Keratinocyte-derived cytokines have been implicated in the pathogenesis of a number of skin diseases. In this study we examined the possible role of keratinocyte-derived cytokines in the development of acantholysis in pemphigus vulgaris. Nineteen patients with pemphigus vulgaris, demonstrating the characteristic clinical, pathologic, and immunopathologic findings were studied. In situ immunolabeling demonstrated the presence of two cytokines interleukin-1α and tumor necrosis factor-α, in lesional and perilesional areas. Results were confirmed by reverse transcriptase-polymerase chain reaction, demonstrating overexpression of both cytokines in vivo. To study the role of these cytokines in the pathogenesis of pemphigus vulgaris both in vitro and in vivo studies were performed. The results of the in vitro study demonstrated that pemphigus vulgaris IgG induced interleukin-1α and tumor necrosis factor-α mRNA in the skin. The potential pathogenic role of these mediators was demonstrated by a blocking study using antibodies against human interleukin-1α and tumor necrosis factor-α in keratinocytes cultures. A combination of anti-interleukin-1α and anti-tumor necrosis factor-α antibodies inhibited in vitro pemphigus vulgaris IgG induced acantholysis.
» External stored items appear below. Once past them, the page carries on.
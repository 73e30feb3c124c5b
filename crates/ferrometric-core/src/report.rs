use serde::Serialize;
use uuid::Uuid;

use crate::{SeriesId, UtcDateTime};

/// Terminal outcome of one series within a run.
#[derive(Debug, Clone, PartialEq, Eq, Serialize)]
#[serde(tag = "status", rename_all = "snake_case")]
pub enum SeriesStatus {
    /// At least one window was persisted and the series reached the horizon.
    Succeeded,
    /// Nothing to fetch; the watermark already covers the horizon.
    UpToDate,
    Failed { reason: String },
    Cancelled,
}

#[derive(Debug, Clone, PartialEq, Serialize)]
pub struct SeriesReport {
    pub series_id: SeriesId,
    #[serde(flatten)]
    pub status: SeriesStatus,
    pub windows_completed: u32,
    pub records_written: usize,
    pub requests: u32,
    pub retries: u32,
    /// Every backoff wait taken, in order.
    pub backoff_ms: Vec<u64>,
    pub anomalies: usize,
    pub watermark: Option<UtcDateTime>,
}

impl SeriesReport {
    pub fn new(series_id: SeriesId) -> Self {
        Self {
            series_id,
            status: SeriesStatus::UpToDate,
            windows_completed: 0,
            records_written: 0,
            requests: 0,
            retries: 0,
            backoff_ms: Vec::new(),
            anomalies: 0,
            watermark: None,
        }
    }
}

/// Summary of one ingestion run.
#[derive(Debug, Clone, PartialEq, Serialize)]
pub struct IngestReport {
    pub run_id: Uuid,
    pub started_at: UtcDateTime,
    pub finished_at: UtcDateTime,
    pub horizon: UtcDateTime,
    pub series: Vec<SeriesReport>,
}

impl IngestReport {
    pub fn records_written(&self) -> usize {
        self.series.iter().map(|series| series.records_written).sum()
    }

    pub fn total_retries(&self) -> u32 {
        self.series.iter().map(|series| series.retries).sum()
    }

    pub fn anomalies(&self) -> usize {
        self.series.iter().map(|series| series.anomalies).sum()
    }

    pub fn has_failures(&self) -> bool {
        self.series
            .iter()
            .any(|series| matches!(series.status, SeriesStatus::Failed { .. }))
    }

    pub fn was_cancelled(&self) -> bool {
        self.series
            .iter()
            .any(|series| series.status == SeriesStatus::Cancelled)
    }

    pub fn series(&self, series_id: &str) -> Option<&SeriesReport> {
        self.series
            .iter()
            .find(|series| series.series_id.as_str() == series_id)
    }

    /// Log the per-series outcome and run totals.
    pub fn log_summary(&self) {
        for series in &self.series {
            tracing::info!(
                run_id = %self.run_id,
                series = %series.series_id,
                status = ?series.status,
                windows = series.windows_completed,
                records = series.records_written,
                requests = series.requests,
                retries = series.retries,
                anomalies = series.anomalies,
                watermark = ?series.watermark.map(|watermark| watermark.to_string()),
                "series finished"
            );
        }

        tracing::info!(
            run_id = %self.run_id,
            series = self.series.len(),
            records = self.records_written(),
            retries = self.total_retries(),
            anomalies = self.anomalies(),
            failed = self.has_failures(),
            "ingest run finished"
        );
    }
}

#[cfg(test)]
mod tests {
    use super::*;
    use crate::{Resolution, Series};

    fn report(status: SeriesStatus, records: usize, retries: u32) -> SeriesReport {
        let series = Series::new("cryptoquant", "btc", "mvrv", None, Resolution::Day, "c1")
            .expect("series");
        SeriesReport {
            status,
            records_written: records,
            retries,
            ..SeriesReport::new(series.id().clone())
        }
    }

    fn ingest(series: Vec<SeriesReport>) -> IngestReport {
        let now = UtcDateTime::from_unix_millis(0).expect("ts");
        IngestReport {
            run_id: Uuid::nil(),
            started_at: now,
            finished_at: now,
            horizon: now,
            series,
        }
    }

    #[test]
    fn totals_aggregate_series() {
        let report = ingest(vec![
            report(SeriesStatus::Succeeded, 3, 2),
            report(SeriesStatus::UpToDate, 0, 0),
        ]);
        assert_eq!(report.records_written(), 3);
        assert_eq!(report.total_retries(), 2);
        assert!(!report.has_failures());
    }

    #[test]
    fn failed_series_flags_report() {
        let report = ingest(vec![report(
            SeriesStatus::Failed {
                reason: String::from("status 403"),
            },
            0,
            0,
        )]);
        assert!(report.has_failures());
    }

    #[test]
    fn status_serializes_flat() {
        let json = serde_json::to_value(report(
            SeriesStatus::Failed {
                reason: String::from("boom"),
            },
            0,
            0,
        ))
        .expect("json");
        assert_eq!(json["status"], "failed");
        assert_eq!(json["reason"], "boom");
        assert_eq!(json["series_id"], "cryptoquant/btc/mvrv/all/day");
    }
}
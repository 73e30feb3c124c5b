//! Discovery of chart series from the provider catalog.
//!
//! The provider lists assets, the metric categories of each asset and the
//! charts of each asset metric. A [`CatalogFilter`] narrows each level by
//! path; an empty list keeps the whole level.
//!
//! Charts of one metric differ by dimension keys (exchange, miner, symbol and
//! so on). When a dimension is not filtered and some chart of the metric
//! carries that dimension's aggregate key (`all_exchange`, `all_miner`,
//! `all_symbol`), only the aggregate charts are kept. The exchange dimension
//! can be filtered explicitly; the others always follow the aggregate rule.
//!
//! Every discovered series carries the metric's field keys as its pinned
//! layout.

use std::collections::HashSet;
use std::time::Duration;

use serde::de::DeserializeOwned;
use serde::Deserialize;
use thiserror::Error;
use tokio_util::sync::CancellationToken;

use crate::client_pool::{FetchError, HttpClientPool};
use crate::http_client::HttpRequest;
use crate::provider::ChartEndpoint;
use crate::retry::RetryPolicy;
use crate::task::MAX_RETRY_DELAY;
use crate::{Resolution, Series, SeriesId};

/// Which catalog entries become series.
#[derive(Debug, Clone, PartialEq, Eq, Deserialize)]
#[serde(deny_unknown_fields)]
pub struct CatalogFilter {
    /// Asset paths, e.g. `btc`.
    #[serde(default)]
    pub assets: Vec<String>,
    /// Metric category paths, e.g. `flow-indicator`.
    #[serde(default)]
    pub categories: Vec<String>,
    /// Metric paths, e.g. `exchange-reserve`.
    #[serde(default)]
    pub metrics: Vec<String>,
    /// Exchange keys. Empty selects the aggregate chart where there is one.
    #[serde(default)]
    pub exchanges: Vec<String>,
    pub resolution: Resolution,
}

impl CatalogFilter {
    /// Everything the provider offers at `resolution`.
    pub const fn everything(resolution: Resolution) -> Self {
        Self {
            assets: Vec::new(),
            categories: Vec::new(),
            metrics: Vec::new(),
            exchanges: Vec::new(),
            resolution,
        }
    }
}

#[derive(Debug, Error)]
pub enum DiscoveryError {
    #[error("catalog request {url} failed: {source}")]
    Fetch {
        url: String,
        #[source]
        source: FetchError,
    },

    #[error("unexpected catalog response from {url}: {detail}")]
    Malformed { url: String, detail: String },
}

impl DiscoveryError {
    pub const fn is_cancelled(&self) -> bool {
        matches!(
            self,
            Self::Fetch {
                source: FetchError::Cancelled,
                ..
            }
        )
    }
}

#[derive(Debug, Deserialize)]
struct AssetEntry {
    id: String,
    path: String,
}

#[derive(Debug, Deserialize)]
struct AssetMetricEntry {
    category: CategoryEntry,
}

#[derive(Debug, Deserialize)]
struct CategoryEntry {
    path: String,
    #[serde(default)]
    metrics: Vec<MetricEntry>,
}

#[derive(Debug, Deserialize)]
#[serde(rename_all = "camelCase")]
struct MetricEntry {
    path: String,
    #[serde(default)]
    id: Option<String>,
    #[serde(default)]
    metric_id: Option<String>,
}

impl MetricEntry {
    fn provider_id(&self) -> Option<&str> {
        self.id.as_deref().or(self.metric_id.as_deref())
    }
}

#[derive(Debug, Deserialize)]
#[serde(rename_all = "camelCase")]
struct MetricCharts {
    #[serde(default)]
    metric_fields: Vec<FieldEntry>,
    #[serde(default)]
    windows: Vec<String>,
    #[serde(default)]
    charts: Vec<ChartEntry>,
}

#[derive(Debug, Deserialize)]
struct FieldEntry {
    key: String,
}

#[derive(Debug, Deserialize)]
#[serde(rename_all = "camelCase")]
struct ChartEntry {
    id: String,
    #[serde(default)]
    exchange: Option<DimensionKey>,
    #[serde(default)]
    miner: Option<DimensionKey>,
    #[serde(default)]
    from_miner: Option<DimensionKey>,
    #[serde(default)]
    to_miner: Option<DimensionKey>,
    #[serde(default)]
    market: Option<DimensionKey>,
    #[serde(default)]
    from_exchange: Option<DimensionKey>,
    #[serde(default)]
    to_exchange: Option<DimensionKey>,
    #[serde(default)]
    from_bank: Option<DimensionKey>,
    #[serde(default)]
    symbol: Option<DimensionKey>,
}

#[derive(Debug, Deserialize)]
struct DimensionKey {
    #[serde(default)]
    key: Option<String>,
}

#[derive(Debug, Clone, Copy, PartialEq, Eq)]
enum Dimension {
    Exchange,
    Miner,
    FromMiner,
    ToMiner,
    Market,
    FromExchange,
    ToExchange,
    FromBank,
    Symbol,
}

impl Dimension {
    const ALL: [Self; 9] = [
        Self::Exchange,
        Self::Miner,
        Self::FromMiner,
        Self::ToMiner,
        Self::Market,
        Self::FromExchange,
        Self::ToExchange,
        Self::FromBank,
        Self::Symbol,
    ];

    fn key(self, chart: &ChartEntry) -> Option<&str> {
        let dimension = match self {
            Self::Exchange => &chart.exchange,
            Self::Miner => &chart.miner,
            Self::FromMiner => &chart.from_miner,
            Self::ToMiner => &chart.to_miner,
            Self::Market => &chart.market,
            Self::FromExchange => &chart.from_exchange,
            Self::ToExchange => &chart.to_exchange,
            Self::FromBank => &chart.from_bank,
            Self::Symbol => &chart.symbol,
        };
        dimension.as_ref().and_then(|dimension| dimension.key.as_deref())
    }

    fn is_aggregate(self, key: &str) -> bool {
        match self {
            Self::Exchange | Self::FromExchange => key == "all_exchange",
            Self::Miner | Self::FromMiner | Self::ToMiner => key == "all_miner",
            Self::ToExchange => matches!(key, "spot_exchange" | "derivative_exchange"),
            Self::Symbol => key == "all_symbol",
            Self::Market | Self::FromBank => false,
        }
    }
}

/// Charts of one metric that the filter keeps.
fn select_charts<'a>(charts: &'a [ChartEntry], exchanges: &[String]) -> Vec<&'a ChartEntry> {
    let aggregated: Vec<Dimension> = Dimension::ALL
        .into_iter()
        .filter(|dimension| {
            charts
                .iter()
                .filter_map(|chart| dimension.key(chart))
                .any(|key| dimension.is_aggregate(key))
        })
        .collect();

    charts
        .iter()
        .filter(|chart| {
            Dimension::ALL.into_iter().all(|dimension| {
                let Some(key) = dimension.key(chart) else {
                    return true;
                };
                if dimension == Dimension::Exchange && !exchanges.is_empty() {
                    return exchanges.iter().any(|wanted| wanted.eq_ignore_ascii_case(key));
                }
                !aggregated.contains(&dimension) || dimension.is_aggregate(key)
            })
        })
        .collect()
}

/// Keep `entries` whose path is listed in `wanted`, in `wanted` order. An
/// empty `wanted` keeps everything.
fn pick<'a, T>(
    entries: &'a [T],
    wanted: &'a [String],
    path: impl Fn(&T) -> &str,
) -> Vec<Result<&'a T, &'a str>> {
    if wanted.is_empty() {
        return entries.iter().map(Ok).collect();
    }
    wanted
        .iter()
        .map(|name| {
            entries
                .iter()
                .find(|entry| path(entry).eq_ignore_ascii_case(name))
                .ok_or(name.as_str())
        })
        .collect()
}

/// Reads the provider catalog through the shared client pool.
#[derive(Clone)]
pub struct Catalog {
    pool: HttpClientPool,
    endpoint: ChartEndpoint,
    policy: RetryPolicy,
    provider: String,
}

impl Catalog {
    pub fn new(
        pool: HttpClientPool,
        endpoint: ChartEndpoint,
        policy: RetryPolicy,
        provider: impl Into<String>,
    ) -> Self {
        Self {
            pool,
            endpoint,
            policy,
            provider: provider.into(),
        }
    }

    /// Series matching `filter`, in catalog order, without duplicates.
    pub async fn discover(
        &self,
        filter: &CatalogFilter,
        cancel: &CancellationToken,
    ) -> Result<Vec<Series>, DiscoveryError> {
        let assets: Vec<AssetEntry> = self.fetch_json(self.endpoint.assets_request(), cancel).await?;

        let mut seen: HashSet<SeriesId> = HashSet::new();
        let mut discovered = Vec::new();
        for asset in pick(&assets, &filter.assets, |asset| asset.path.as_str()) {
            let asset = match asset {
                Ok(asset) => asset,
                Err(missing) => {
                    tracing::warn!(asset = missing, "asset not in provider catalog");
                    continue;
                }
            };

            let categories: Vec<AssetMetricEntry> = self
                .fetch_json(self.endpoint.asset_metrics_request(&asset.id), cancel)
                .await?;
            let categories: Vec<CategoryEntry> =
                categories.into_iter().map(|entry| entry.category).collect();

            for category in pick(&categories, &filter.categories, |category| category.path.as_str()) {
                let Ok(category) = category else {
                    continue;
                };
                for metric in pick(&category.metrics, &filter.metrics, |metric| metric.path.as_str()) {
                    let Ok(metric) = metric else {
                        continue;
                    };
                    let Some(metric_id) = metric.provider_id() else {
                        tracing::warn!(asset = %asset.path, metric = %metric.path, "metric has no id");
                        continue;
                    };

                    let charts: MetricCharts = self
                        .fetch_json(self.endpoint.metric_charts_request(metric_id), cancel)
                        .await?;
                    for series in self.metric_series(&asset.path, &metric.path, &charts, filter) {
                        if seen.insert(series.id().clone()) {
                            discovered.push(series);
                        }
                    }
                }
            }
        }

        tracing::info!(
            provider = %self.provider,
            series = discovered.len(),
            "catalog discovery finished"
        );
        Ok(discovered)
    }

    fn metric_series(
        &self,
        asset: &str,
        metric: &str,
        charts: &MetricCharts,
        filter: &CatalogFilter,
    ) -> Vec<Series> {
        let window = filter.resolution.provider_window();
        if !charts.windows.is_empty()
            && !charts.windows.iter().any(|offered| offered.eq_ignore_ascii_case(window))
        {
            tracing::debug!(asset, metric, window, "metric not offered at resolution");
            return Vec::new();
        }

        let fields = charts.metric_fields.iter().map(|field| field.key.as_str());
        select_charts(&charts.charts, &filter.exchanges)
            .into_iter()
            .filter_map(|chart| {
                let built = Series::new(
                    &self.provider,
                    asset,
                    metric,
                    Dimension::Exchange.key(chart),
                    filter.resolution,
                    &chart.id,
                )
                .and_then(|series| series.with_fields(fields.clone()));
                match built {
                    Ok(series) => Some(series),
                    Err(error) => {
                        tracing::warn!(asset, metric, chart = %chart.id, %error, "skipping chart");
                        None
                    }
                }
            })
            .collect()
    }

    async fn fetch_json<T: DeserializeOwned>(
        &self,
        request: HttpRequest,
        cancel: &CancellationToken,
    ) -> Result<T, DiscoveryError> {
        let url = request.url.clone();
        let mut failures = 0;
        loop {
            let error = match self.pool.fetch(request.clone(), cancel).await {
                Ok(payload) => {
                    return serde_json::from_str(payload.body()).map_err(|error| {
                        DiscoveryError::Malformed {
                            url,
                            detail: error.to_string(),
                        }
                    });
                }
                Err(error) => error,
            };

            failures += 1;
            if !error.is_retryable() || !self.policy.allows_another(failures) {
                return Err(DiscoveryError::Fetch { url, source: error });
            }

            let delay = self.retry_delay(failures, &error);
            tracing::warn!(
                %url,
                attempt = failures,
                delay_ms = u64::try_from(delay.as_millis()).unwrap_or(u64::MAX),
                %error,
                "catalog request failed, backing off"
            );
            tokio::select! {
                biased;
                _ = cancel.cancelled() => {
                    return Err(DiscoveryError::Fetch {
                        url,
                        source: FetchError::Cancelled,
                    });
                }
                _ = tokio::time::sleep(delay) => {}
            }
        }
    }

    fn retry_delay(&self, failures: u32, error: &FetchError) -> Duration {
        let delay = match error {
            FetchError::RateLimitedByServer { retry_after } => {
                self.policy.throttle_delay(failures, *retry_after)
            }
            _ => self.policy.backoff.delay(failures),
        };
        delay.min(MAX_RETRY_DELAY)
    }
}
//! Domain models for ingested metric series.
//!
//! | Type | Description |
//! |------|-------------|
//! | [`Series`] | Identity of one metric stream |
//! | [`SeriesId`] | Canonical series key |
//! | [`Resolution`] | Sampling resolution (hour, day) |
//! | [`MetricRecord`] | One timestamped observation |
//! | [`FetchWindow`] | Half-open range requested in one call |
//! | [`UtcDateTime`] | UTC timestamp with RFC3339 serialization |

mod record;
mod series;
mod timestamp;

pub use record::{FetchWindow, MetricRecord};
pub use series::{Resolution, Series, SeriesId};
pub use timestamp::UtcDateTime;
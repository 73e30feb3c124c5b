use ferrometric_core::{IngestReport, SeriesStatus};
use serde::Serialize;

use crate::cli::OutputFormat;
use crate::error::CliError;

pub fn render_json<T: Serialize>(value: &T, pretty: bool) -> Result<(), CliError> {
    let payload = if pretty {
        serde_json::to_string_pretty(value)?
    } else {
        serde_json::to_string(value)?
    };
    println!("{payload}");
    Ok(())
}

pub fn render_report(report: &IngestReport, format: OutputFormat, pretty: bool) -> Result<(), CliError> {
    match format {
        OutputFormat::Json => render_json(report, pretty),
        OutputFormat::Table => {
            println!("run_id     : {}", report.run_id);
            println!("started_at : {}", report.started_at);
            println!("finished_at: {}", report.finished_at);
            println!("horizon    : {}", report.horizon);
            println!(
                "totals     : records={} retries={} anomalies={}",
                report.records_written(),
                report.total_retries(),
                report.anomalies()
            );
            for series in &report.series {
                println!(
                    "{:<48} {:<10} windows={:<4} records={:<8} retries={:<3} watermark={}",
                    series.series_id.as_str(),
                    status_label(&series.status),
                    series.windows_completed,
                    series.records_written,
                    series.retries,
                    series
                        .watermark
                        .map_or_else(|| String::from("-"), |watermark| watermark.to_string()),
                );
                if let SeriesStatus::Failed { reason } = &series.status {
                    println!("    reason: {reason}");
                }
            }
            Ok(())
        }
    }
}

const fn status_label(status: &SeriesStatus) -> &'static str {
    match status {
        SeriesStatus::Succeeded => "succeeded",
        SeriesStatus::UpToDate => "up_to_date",
        SeriesStatus::Failed { .. } => "failed",
        SeriesStatus::Cancelled => "cancelled",
    }
}
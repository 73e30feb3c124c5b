//! `ferrometric discover`: resolve the series a run would cover and register
//! them in the warehouse catalog without fetching any values.

use std::sync::Arc;

use ferrometric_core::{catalog_row, MetricStore};
use ferrometric_warehouse::SeriesRow;

use crate::cli::{Cli, DiscoverArgs, OutputFormat};
use crate::error::{CliError, EXIT_INTERRUPTED};
use crate::output;

use super::{open_warehouse, Context};

pub async fn run(cli: &Cli, args: &DiscoverArgs, context: &Context) -> Result<u8, CliError> {
    let config = context.load_config(&args.config)?;
    let warehouse = open_warehouse(cli)?;
    let store: Arc<dyn MetricStore> = Arc::new(warehouse.clone());
    let scheduler = context.scheduler(&config, store).await?;

    let series = scheduler
        .resolve_series(&config, context.cancel_token())
        .await?;
    if context.cancel_token().is_cancelled() {
        return Ok(EXIT_INTERRUPTED);
    }

    let rows: Vec<SeriesRow> = series.iter().map(|series| catalog_row(series)).collect();
    let registered = warehouse.register_series(&rows)?;
    tracing::info!(series = registered, "series registered");

    match cli.format {
        OutputFormat::Json => output::render_json(&rows, cli.pretty)?,
        OutputFormat::Table => {
            for row in &rows {
                println!(
                    "{:<48} chart={:<26} fields={}",
                    row.series_id,
                    row.chart_id,
                    if row.field_names.is_empty() {
                        String::from("-")
                    } else {
                        row.field_names.join(",")
                    }
                );
            }
        }
    }

    Ok(0)
}
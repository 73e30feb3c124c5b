use ferrometric_core::UtcDateTime;
use serde::Serialize;

use crate::cli::{Cli, OutputFormat, StatusArgs};
use crate::error::{CliError, EXIT_INCOMPLETE};
use crate::output;

use super::open_warehouse;

#[derive(Serialize)]
struct StatusView<'a> {
    series_id: &'a str,
    through: UtcDateTime,
    ingested: bool,
    watermark: Option<UtcDateTime>,
}

/// Exit 0 when the series is ingested through the timestamp, 3 otherwise.
pub fn run(cli: &Cli, args: &StatusArgs) -> Result<u8, CliError> {
    let warehouse = open_warehouse(cli)?;
    let through = UtcDateTime::parse(&args.through)?;

    let watermark = warehouse
        .watermark(&args.series)?
        .map(UtcDateTime::from_unix_millis)
        .transpose()?;
    let ingested = warehouse.is_ingested_through(&args.series, through.unix_millis())?;

    let view = StatusView {
        series_id: &args.series,
        through,
        ingested,
        watermark,
    };
    match cli.format {
        OutputFormat::Json => output::render_json(&view, cli.pretty)?,
        OutputFormat::Table => println!(
            "{} ingested through {}: {} (watermark {})",
            view.series_id,
            view.through,
            if view.ingested { "yes" } else { "no" },
            view.watermark
                .map_or_else(|| String::from("-"), |watermark| watermark.to_string())
        ),
    }

    Ok(if ingested { 0 } else { EXIT_INCOMPLETE })
}
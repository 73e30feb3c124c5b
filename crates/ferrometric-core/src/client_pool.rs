//! Rate-limited, deadline-bounded access to the provider over a shared transport.

use std::sync::Arc;
use std::time::Duration;

use serde::Deserialize;
use thiserror::Error;
use tokio_util::sync::CancellationToken;

use crate::http_client::{HttpClient, HttpError, HttpRequest, HttpResponse};
use crate::rate_limiter::RateLimiter;

/// Raw body of a successful provider response.
#[derive(Debug, Clone, PartialEq, Eq)]
pub struct RawPayload {
    body: String,
}

impl RawPayload {
    pub fn new(body: impl Into<String>) -> Self {
        Self { body: body.into() }
    }

    pub fn body(&self) -> &str {
        &self.body
    }
}

/// Classified failure of one provider call.
#[derive(Debug, Clone, Error, PartialEq, Eq)]
pub enum FetchError {
    #[error("request timed out: {message}")]
    Timeout { message: String },

    #[error("connection failure: {message}")]
    ConnectionFailure { message: String },

    #[error("throttled by provider (retry after {retry_after:?})")]
    RateLimitedByServer { retry_after: Option<Duration> },

    #[error("provider rejected request with status {status}: {message}")]
    ClientError { status: u16, message: String },

    #[error("provider failed with status {status}")]
    ServerError { status: u16 },

    #[error("request cancelled")]
    Cancelled,
}

impl FetchError {
    /// Stable label used in logs and reports.
    pub const fn kind(&self) -> &'static str {
        match self {
            Self::Timeout { .. } => "timeout",
            Self::ConnectionFailure { .. } => "connection_failure",
            Self::RateLimitedByServer { .. } => "rate_limited",
            Self::ClientError { .. } => "client_error",
            Self::ServerError { .. } => "server_error",
            Self::Cancelled => "cancelled",
        }
    }

    pub const fn is_retryable(&self) -> bool {
        matches!(
            self,
            Self::Timeout { .. }
                | Self::ConnectionFailure { .. }
                | Self::RateLimitedByServer { .. }
                | Self::ServerError { .. }
        )
    }
}

/// Shared pool of provider sessions.
///
/// Connection reuse is the transport's job; the pool gates every call through
/// the [`RateLimiter`] and bounds it with a deadline. Clones share the
/// limiter and transport.
#[derive(Clone)]
pub struct HttpClientPool {
    transport: Arc<dyn HttpClient>,
    limiter: RateLimiter,
    request_timeout: Duration,
}

impl HttpClientPool {
    pub fn new(
        transport: Arc<dyn HttpClient>,
        limiter: RateLimiter,
        request_timeout: Duration,
    ) -> Self {
        Self {
            transport,
            limiter,
            request_timeout,
        }
    }

    pub fn limiter(&self) -> &RateLimiter {
        &self.limiter
    }

    pub const fn request_timeout(&self) -> Duration {
        self.request_timeout
    }

    /// Perform one request once admitted by the limiter.
    ///
    /// Cancellation during admission or while the request is in flight drops
    /// the transport future, which aborts the connection.
    pub async fn fetch(
        &self,
        request: HttpRequest,
        cancel: &CancellationToken,
    ) -> Result<RawPayload, FetchError> {
        let permit = self
            .limiter
            .acquire(cancel)
            .await
            .map_err(|_| FetchError::Cancelled)?;

        let request = request.with_timeout(self.request_timeout);
        let outcome = tokio::select! {
            biased;
            _ = cancel.cancelled() => Err(FetchError::Cancelled),
            result = tokio::time::timeout(self.request_timeout, self.transport.execute(request)) => {
                match result {
                    Err(_) => Err(FetchError::Timeout {
                        message: format!("no response within {:?}", self.request_timeout),
                    }),
                    Ok(Err(HttpError::Timeout(message))) => Err(FetchError::Timeout { message }),
                    Ok(Err(HttpError::Connect(message) | HttpError::Transport(message))) => {
                        Err(FetchError::ConnectionFailure { message })
                    }
                    Ok(Ok(response)) => classify_response(response),
                }
            }
        };

        self.limiter.release(permit);
        outcome
    }
}

/// Map an HTTP response to a payload or a classified failure.
pub fn classify_response(response: HttpResponse) -> Result<RawPayload, FetchError> {
    match response.status {
        429 => Err(FetchError::RateLimitedByServer {
            retry_after: response.retry_after,
        }),
        status if (200..300).contains(&status) => {
            if body_signals_throttle(&response.body) {
                return Err(FetchError::RateLimitedByServer {
                    retry_after: response.retry_after,
                });
            }
            Ok(RawPayload::new(response.body))
        }
        status if (500..600).contains(&status) => Err(FetchError::ServerError { status }),
        status => Err(FetchError::ClientError {
            status,
            message: excerpt(&response.body),
        }),
    }
}

#[derive(Deserialize)]
struct StatusEnvelope {
    status: Option<StatusBlock>,
}

#[derive(Deserialize)]
struct StatusBlock {
    code: Option<i64>,
}

// The provider sometimes answers 200 with `{"status": {"code": 429, ...}}`.
fn body_signals_throttle(body: &str) -> bool {
    if !body.trim_start().starts_with('{') || !body.contains("\"status\"") {
        return false;
    }

    serde_json::from_str::<StatusEnvelope>(body)
        .ok()
        .and_then(|envelope| envelope.status)
        .and_then(|status| status.code)
        == Some(429)
}

fn excerpt(body: &str) -> String {
    const MAX: usize = 200;
    match body.char_indices().nth(MAX) {
        Some((index, _)) => format!("{}...", &body[..index]),
        None => body.to_owned(),
    }
}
To confirm the role of interleukin-1 and tumor necrosis factor-α in pemphigus, we utilized passive transfer studies using interleukin-1 deficient mice (ICE- /-, interleukin-1β-/-) and tumor necrosis factor-α receptor deficient mice (TNFR1R2-/-). Both groups demonstrated a decreased susceptibility to the passive transfer of pemphigus. Our data support the role of cytokines interleukin-1 and tumor necrosis factor-α in the pathogenesis of pemphigus vulgaris.